● Your goal
The entries that follow include a run beginning at the line with "the loaded records." and ending at the line with "pub fn store(&self)"; restate that run word for word and leave the rest out.

Saved entries:

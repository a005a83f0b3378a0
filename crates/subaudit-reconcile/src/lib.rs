//! Reconciliation engine: one pass per assignment over every graded entity.

use std::collections::BTreeSet;
use std::fs;
use std::io;
use std::path::{Path, PathBuf};

use anyhow::Context;
use chrono::{DateTime, Utc};
use serde::Serialize;
use subaudit_adapters::{
    source_for_platform, GitCli, SubmissionArtifacts, SubmissionSource, VcsClient, VcsOperation,
};
use subaudit_core::{
    classify_submission, classify_vcs, GradingMode, Platform, ReconciliationResult, Roster,
    Status, TeamRoster, VcsStamp,
};
use subaudit_storage::{RecordStore, StoreError};
use thiserror::Error;
use tracing::{info, info_span, warn};
use uuid::Uuid;

pub mod config;
pub mod identity;
pub mod repo_cache;
pub mod report;
pub mod validator;

pub use config::{
    load_whitelist, AssignmentJob, AssignmentSpec, AssignmentTable, ConfigError, CourseSettings,
    EngineSettings, RunConfig,
};
pub use identity::{IdentityError, IdentityResolver};
pub use repo_cache::{RepoCache, RepoError};
pub use report::{generate_report, report_entities, Report, ReportEntity, TeeWriter};
pub use validator::{commit_time, strip_shell_artifacts, validate_commit};

pub const CRATE_NAME: &str = "subaudit-reconcile";

#[derive(Debug, Error)]
pub enum ReconcileError {
    #[error(transparent)]
    Store(#[from] StoreError),
    #[error(transparent)]
    Config(#[from] ConfigError),
    #[error("submission folder {} not found; download it from {platform:?} first", .path.display())]
    SubmissionsMissing { path: PathBuf, platform: Platform },
    #[error("creating repository directory {}", .path.display())]
    RepoDir {
        path: PathBuf,
        #[source]
        source: io::Error,
    },
}

#[derive(Debug, Clone, Serialize)]
pub struct ProcessSummary {
    pub run_id: Uuid,
    pub assignment: String,
    pub alias: String,
    pub mode: GradingMode,
    pub processed: usize,
    pub skipped: usize,
    pub started_at: DateTime<Utc>,
    pub finished_at: DateTime<Utc>,
}

struct Reconciled {
    platform_id: String,
    repo_suffix: String,
    result: ReconciliationResult,
}

/// Owns the loaded stores and the per-run repository cache.
///
/// Build one per run; nothing here outlives it except what is saved to disk.
pub struct Reconciler {
    settings: EngineSettings,
    store: RecordStore,
    roster: Roster,
    teams: Option<TeamRoster>,
    source: Box<dyn SubmissionSource>,
    vcs: Box<dyn VcsClient>,
    cache: RepoCache,
}

impl Reconciler {
    /// Loads the roster up front; a missing or malformed store stops the run here.
    pub fn new(settings: EngineSettings, vcs: Box<dyn VcsClient>) -> Result<Self, ReconcileError> {
        let store = RecordStore::new(&settings.store_dir);
        let roster = store.load_roster()?;
        let cache = RepoCache::new(
            &settings.repo_dir,
            &settings.folder_prefix,
            &settings.vcs_domain,
            &settings.vcs_context,
        );
        Ok(Self {
            source: source_for_platform(settings.platform),
            settings,
            store,
            roster,
            teams: None,
            vcs,
            cache,
        })
    }

    pub fn roster(&self) -> &Roster {
        &self.roster
    }

    pub fn cache(&self) -> &RepoCache {
        &self.cache
    }

    fn load_teams(&mut self) -> Result<TeamRoster, ReconcileError> {
        if let Some(teams) = &self.teams {
            return Ok(teams.clone());
        }
        let teams = self.store.load_teams()?;
        self.teams = Some(teams.clone());
        Ok(teams)
    }

    fn resolver(&mut self, mode: GradingMode) -> Result<IdentityResolver, ReconcileError> {
        Ok(match mode {
            GradingMode::Individual => IdentityResolver::individual(),
            GradingMode::Team => IdentityResolver::team(self.load_teams()?),
        })
    }

    pub fn process_assignment(&mut self, job: &AssignmentJob) -> Result<ProcessSummary, ReconcileError> {
        let started_at = Utc::now();
        let run_id = Uuid::new_v4();
        let span = info_span!("assignment", code = %job.code, %run_id);
        let _guard = span.enter();

        let resolver = self.resolver(job.mode)?;
        let assignment_dir = self.settings.submissions_dir.join(&job.alias);
        if !assignment_dir.is_dir() {
            return Err(ReconcileError::SubmissionsMissing {
                path: assignment_dir,
                platform: self.settings.platform,
            });
        }
        let repo_dir = self.cache.repo_dir().to_path_buf();
        fs::create_dir_all(&repo_dir).map_err(|source| ReconcileError::RepoDir {
            path: repo_dir.clone(),
            source,
        })?;

        let grouped = job.mode == GradingMode::Team
            && job.group_submission
            && self.source.supports_group_submissions();
        let entities = if grouped {
            resolver.expand_teams(job.whitelist.as_deref())
        } else {
            resolver.expand_accounts(&self.roster, job.whitelist.as_deref())
        };
        info!(
            entities = entities.len(),
            grouped,
            deadline = %job.deadline,
            pull = job.pull,
            "processing assignment"
        );

        self.cache.start_pass();
        let mut processed = 0usize;
        let mut skipped = 0usize;
        let mut touched_suffixes = BTreeSet::new();
        for entity in &entities {
            let outcome = if grouped {
                self.reconcile_group(job, &resolver, &assignment_dir, entity)
            } else {
                self.reconcile_entity(job, &resolver, &assignment_dir, entity)
            };
            match outcome {
                Ok(reconciled) => {
                    self.roster
                        .record_result(&reconciled.platform_id, &job.alias, reconciled.result);
                    touched_suffixes.insert(reconciled.repo_suffix);
                    processed += 1;
                }
                Err(err) => {
                    warn!(entity = %entity, error = %err, "skipping entity");
                    skipped += 1;
                }
            }
        }

        self.store.save_records(&self.roster)?;

        if job.mode == GradingMode::Team {
            self.finalize_teams(job, &resolver, &touched_suffixes);
        }

        let finished_at = Utc::now();
        info!(processed, skipped, "assignment complete");
        Ok(ProcessSummary {
            run_id,
            assignment: job.code.clone(),
            alias: job.alias.clone(),
            mode: job.mode,
            processed,
            skipped,
            started_at,
            finished_at,
        })
    }

    fn reconcile_entity(
        &mut self,
        job: &AssignmentJob,
        resolver: &IdentityResolver,
        assignment_dir: &Path,
        account: &str,
    ) -> Result<Reconciled, IdentityError> {
        let entry = IdentityResolver::entry_for(&self.roster, account)?;
        let repo_suffix = resolver.resolve_repo_suffix(account)?;
        let folder = IdentityResolver::folder_name_for(&entry);
        let artifacts = self.source.read_submission(assignment_dir, &folder, &entry);
        let result = self.reconcile_artifacts(job, account, &repo_suffix, artifacts);
        Ok(Reconciled {
            platform_id: entry.platform_id,
            repo_suffix,
            result,
        })
    }

    /// One upload for the whole team; the result lands on the submitter's record.
    fn reconcile_group(
        &mut self,
        job: &AssignmentJob,
        resolver: &IdentityResolver,
        assignment_dir: &Path,
        team_id: &str,
    ) -> Result<Reconciled, IdentityError> {
        let repo_suffix = resolver.resolve_repo_suffix(team_id)?;
        let members = resolver.team_entries(&self.roster, team_id)?;
        let group = self
            .source
            .read_group_submission(assignment_dir, team_id, &members)
            .ok_or_else(|| IdentityError::NoGroupSubmission(team_id.to_string()))?;
        let submitter = group.submitter;
        let result = self.reconcile_artifacts(job, &submitter.account_id, &repo_suffix, group.artifacts);
        Ok(Reconciled {
            platform_id: submitter.platform_id,
            repo_suffix,
            result,
        })
    }

    fn reconcile_artifacts(
        &mut self,
        job: &AssignmentJob,
        account: &str,
        repo_suffix: &str,
        artifacts: SubmissionArtifacts,
    ) -> ReconciliationResult {
        let repo = match self.cache.ensure_repo(self.vcs.as_ref(), repo_suffix, job.pull) {
            Ok(path) => Some(path),
            Err(err) => {
                warn!(account, repo_suffix, error = %err, "repository unavailable");
                None
            }
        };

        let not_applicable = (VcsStamp::NotApplicable, Status::NotApplicable);
        let (commit_valid, (vcs_timestamp, vcs_status)) = match (artifacts.commit.hash(), repo) {
            (None, _) => (None, not_applicable),
            (Some(_), None) => (Some(false), not_applicable),
            (Some(hash), Some(path)) => {
                if !validate_commit(self.vcs.as_ref(), &path, hash, &job.code) {
                    (Some(false), not_applicable)
                } else {
                    match commit_time(
                        self.vcs.as_ref(),
                        &path,
                        hash,
                        self.settings.reference_offset,
                    ) {
                        Ok(committed) => {
                            let status = classify_vcs(&committed, &job.deadline);
                            (Some(true), (VcsStamp::At(committed), status))
                        }
                        Err(err) => {
                            warn!(account, commit = %hash, error = %err, "commit time unavailable");
                            (Some(true), not_applicable)
                        }
                    }
                }
            }
        };

        let submission_status = classify_submission(&artifacts.stamp, &job.deadline);
        ReconciliationResult {
            commit_id: artifacts.commit,
            commit_valid,
            submission_timestamp: artifacts.stamp,
            vcs_timestamp,
            submission_status,
            vcs_status,
        }
    }

    /// Leave each team clone on its most recent valid member commit, tagged.
    fn finalize_teams(
        &self,
        job: &AssignmentJob,
        resolver: &IdentityResolver,
        suffixes: &BTreeSet<String>,
    ) {
        let Some(teams) = resolver.teams() else {
            return;
        };
        for team_id in suffixes {
            let newest = teams
                .members(team_id)
                .unwrap_or_default()
                .iter()
                .filter_map(|member| self.roster.result_for(member, &job.alias))
                .filter(|result| result.commit_valid == Some(true))
                .filter_map(|result| Some((result.vcs_timestamp.timestamp()?, result.commit_id.hash()?)))
                .max();
            let Some((_, commit)) = newest else {
                warn!(team = %team_id, "no valid commit for team");
                continue;
            };

            let path = self.cache.repo_path(team_id);
            let ops = [
                VcsOperation::Checkout {
                    commit: commit.as_str().to_string(),
                },
                VcsOperation::Tag {
                    name: job.code.clone(),
                },
            ];
            match ops
                .iter()
                .try_for_each(|op| self.vcs.execute(&path, op).map(drop))
            {
                Ok(()) => info!(team = %team_id, commit = %commit, "team head tagged"),
                Err(err) => warn!(team = %team_id, error = %err, "could not settle team head"),
            }
        }
    }

    /// Build the report for `alias` from the loaded records.
    pub fn generate_report(
        &mut self,
        alias: &str,
        mode: GradingMode,
        ids: Option<&[String]>,
    ) -> Result<Report, ReconcileError> {
        let teams = match mode {
            GradingMode::Team => Some(self.load_teams()?),
            GradingMode::Individual => None,
        };
        let entities = report_entities(mode, &self.roster, teams.as_ref(), ids);
        Ok(generate_report(alias, &self.roster, &entities))
    }
}

/// `report_<code>_<team|student>.txt`
pub fn default_report_filename(code: &str, mode: GradingMode) -> String {
    let kind = match mode {
        GradingMode::Team => "team",
        GradingMode::Individual => "student",
    };
    format!("report_{code}_{kind}.txt")
}

/// Configuration and engine wiring for the current environment.
pub struct Workspace {
    pub run: RunConfig,
    pub table: AssignmentTable,
    pub settings: EngineSettings,
}

impl Workspace {
    pub fn from_env() -> anyhow::Result<Self> {
        let run = RunConfig::from_env();
        let table = run
            .load_table()
            .with_context(|| format!("loading {}", run.config_path.display()))?;
        let settings = table
            .engine_settings(&run.root)
            .context("resolving course settings")?;
        Ok(Self {
            run,
            table,
            settings,
        })
    }

    pub fn store(&self) -> RecordStore {
        RecordStore::new(&self.settings.store_dir)
    }

    pub fn roster_columns(&self) -> subaudit_core::RosterColumns {
        source_for_platform(self.settings.platform).roster_columns()
    }

    pub fn reconciler(&self) -> anyhow::Result<Reconciler> {
        Reconciler::new(self.settings.clone(), Box::new(GitCli::default()))
            .context("loading roster stores")
    }

    pub fn job(
        &self,
        code: &str,
        pull: Option<bool>,
        whitelist: Option<&Path>,
    ) -> anyhow::Result<AssignmentJob> {
        self.table
            .job(code, &self.run.root, pull, whitelist)
            .with_context(|| format!("preparing assignment {code}"))
    }
}

#[cfg(test)]
mod tests {
    use super::*;

    #[test]
    fn report_filenames_follow_the_mode() {
        assert_eq!(
            default_report_filename("A1", GradingMode::Individual),
            "report_A1_student.txt"
        );
        assert_eq!(default_report_filename("T2", GradingMode::Team), "report_T2_team.txt");
    }
}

● Expected output
    /// Build the report for `alias` from the loaded records.
    pub fn generate_report(
        &mut self,
        alias: &str,
        mode: GradingMode,
        ids: Option<&[String]>,
    ) -> Result<Report, ReconcileError> {
        let teams = match mode {
            GradingMode::Team => Some(self.load_teams()?),
            GradingMode::Individual => None,
        };
        let entities = report_entities(mode, &self.roster, teams.as_ref(), ids);
        Ok(generate_report(alias, &self.roster, &entities))
    }
}

/// `report_<code>_<team|student>.txt`
pub fn default_report_filename(code: &str, mode: GradingMode) -> String {
    let kind = match mode {
        GradingMode::Team => "team",
        GradingMode::Individual => "student",
    };
    format!("report_{code}_{kind}.txt")
}

/// Configuration and engine wiring for the current environment.
pub struct Workspace {
    pub run: RunConfig,
    pub table: AssignmentTable,
    pub settings: EngineSettings,
}

impl Workspace {
    pub fn from_env() -> anyhow::Result<Self> {
        let run = RunConfig::from_env();
        let table = run
            .load_table()
            .with_context(|| format!("loading {}", run.config_path.display()))?;
        let settings = table
            .engine_settings(&run.root)
            .context("resolving course settings")?;
        Ok(Self {
            run,
            table,
            settings,
        })
    }

    pub fn store(&self) -> RecordStore {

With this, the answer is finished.